Напротив этого загона дверь вела в хибару, поделенную на две комнаты. От двери, как войдешь, — налево печь, и в нос тебе шибает душный запах выварки. На печи круглые сутки в клубах парного тумана варилось в огромных алюминиевых баках детсадовское белье. Печь, с клубящимся над ней паром, была как постоянно и обреченно курящийся вулкан, к которому уже привыкли аборигены в долинном селении…

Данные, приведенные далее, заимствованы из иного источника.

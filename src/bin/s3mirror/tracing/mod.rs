use std::env;

use s3mirror::config::TracingConfig;

const EVENT_FILTER_ENV_VAR: &str = "RUST_LOG";

pub fn init_tracing(config: &TracingConfig) {
    let subscriber_builder = tracing_subscriber::fmt().compact();

    let mut show_target = true;
    let tracing_level = config.tracing_level;
    let event_filter = if env::var(EVENT_FILTER_ENV_VAR).is_ok() {
        env::var(EVENT_FILTER_ENV_VAR).unwrap()
    } else {
        show_target = false;
        format!("s3mirror={tracing_level}")
    };

    let subscriber_builder = subscriber_builder
        .with_env_filter(event_filter)
        .with_target(show_target);
    if config.json_tracing {
        subscriber_builder.json().init();
    } else {
        subscriber_builder.init();
    }
}
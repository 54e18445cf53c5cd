use anyhow::Result;
use async_trait::async_trait;

use crate::types::{ObjectPair, SkipReason};

pub mod hash;
pub mod size_and_modification;
pub mod size_only;

pub use hash::{FsObjectOpener, HashStrategy, LocalObjectOpener};
pub use size_and_modification::SizeAndModificationStrategy;
pub use size_only::SizeOnlyStrategy;

pub type Strategy = Box<dyn SyncStrategy + Send + Sync>;

/// Decides whether a source/destination pair needs a transfer. `None`
/// means copy; a reason means skip.
#[async_trait]
pub trait SyncStrategy {
    async fn should_sync(&self, pair: &ObjectPair) -> Result<Option<SkipReason>>;
}

/// Strategy selection. Size-only wins over hash; hash wins over the
/// default size and modification time comparison.
pub fn create_strategy(size_only: bool, hash_only: bool) -> Strategy {
    if size_only {
        SizeOnlyStrategy::boxed_new()
    } else if hash_only {
        HashStrategy::boxed_new(Box::new(FsObjectOpener))
    } else {
        SizeAndModificationStrategy::boxed_new()
    }
}
use anyhow::{Result, anyhow};
use async_channel::{Receiver, Sender};
use tracing::{debug, trace};

use crate::pipeline::strategy::Strategy;
use crate::types::token::PipelineCancellationToken;
use crate::types::{ObjectEntry, ObjectPair, StoragePath, SyncPlanItem, SyncStatistics};

/// Turns the three diff streams into concrete plan items. The planner is
/// the single point enforcing the max-delete safety cap: destination-only
/// entries are buffered until the copy streams drain, counted, and either
/// all emitted or all refused.
pub struct SyncPlanner {
    strategy: Strategy,
    destination_root: StoragePath,
    delete: bool,
    max_delete: i64,
    cancellation_token: PipelineCancellationToken,
    stats_sender: Sender<SyncStatistics>,
}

Комнаты поделены были перегородкой без двери. Да она и не предполагалась, по-видимому… К чему одной семье дверь между комнатами? Два-три стула паслись вокруг обшарпанного стола, над которым висела полка с фарфоровыми слониками и фигуркой Будды, — с ним-то я и вела тайные беседы. Стоило подтолкнуть указательным пальцем невозмутимо улыбающуюся голову пузатого толстяка, как она начинала качаться из стороны в сторону, а иногда вверх и вниз. Эта непредсказуемость реакции меня и интриговала. Он казался мне совершенно и тайно живым. Мы перемигивались. По сути дела какое-то время эта фигурка была моим божком. Я не то чтобы молилась ему, но доверяла беспредельно. Дождавшись, когда Танька выскакивала в уборную, — а бежать ей было на дальние задворки, — я подкрадывалась к толстяку и шепотом задавала ему вопросы.
— Ага? — спрашивала я. Он соглашался или категорически не советовал предпринимать те или иные шаги…
Еще в этой первой комнате стоял большой сундук. Похожие я видела только в музее Израиля, на выставке концептуального искусства… Гора из таких, наваленных на полу, сундуков представала символом беженского сиротства…
Во второй, смежной, комнате обстановка была побогаче: плечистый шифоньер и тети Симина железная кровать, с гобеленом над ней. Напротив стоял топчан дяди Васи, покрытый блеклым байковым одеялом… И еще одна роскошная вещь обреталась в этой комнате — трофейный патефон, который нам с Танькой позволялось заводить. Только сначала надо было наточить патефонную иглу о дно перевернутой пиалушки, потом как следует накрутить ручку и:
«Мой Ва-а-ся-я-я… мне все казалося, что это ты-и-и…»
Мы с Танькой по очереди заводили пластинки, а тетя Сима в это время гладила белье огромным чугунным утюгом, время от времени поднимая плоскую алюминиевую крышку бака. Пар вырывался оттуда, обволакивая комнату фантастическим подводным светом, и еще несколько минут жемчуга пара перекатывались под потолком, пока тетя Сима острой палкой крутила и ворочала в баке белье… Где и когда она сушила это неимоверное количество простыней, наволочек и пододеяльников, я не знаю, но как тщательно гладила — видела не раз… Руки у нее были морщинистые, красные с синевой… И лицо было в морщинистую сборочку: сборочка улыбки, сборочка плача…
Такой веселой подруги, как Танька, у меня в жизни больше не было! Непонятно — над чем мы смеялись, но хохотали и прыгали как безумные. Скакали по кровати, растягивая сетку, — почему-то нам это сходило с рук. Тетя Сима выдавала нам по ломтю хлеба с луковицей, которую мы макали в соль и наворачивали за обе щеки…
Целыми днями деятельно наводили красоту: выдавливали на донышко пиалы сок из листьев усьмы, макали в него спичку с накрученной ваткой и рисовали брови «чайкой». Брови были зелеными, прекрасными, заползали на виски…
Время от времени Танька доставала из шифоньера свое богатство, которому я ужасно завидовала и иногда клянчила — примерить. Это был украинский венок, с настоящими атласными лентами всех цветов радуги… Я в нем была чудо как хороша, просто настоящая украинка, гип-гип гопака! Разлетаются ленты по плечам, сапожки топочут… Я подбегала к Будде, спрашивала шепотом: — У меня такой будет? Ага?
— Нет-нет, — кивал загадочный толстяк, — о нет…
Однажды, когда мы, как обычно, хохотали неизвестно над чем, с улицы раздался странный рык. Он не был похож ни на ослиный вопль, ни на какое бы то ни было извержение духа животного, но это и не человеческий был голос. Нет, не человеческий.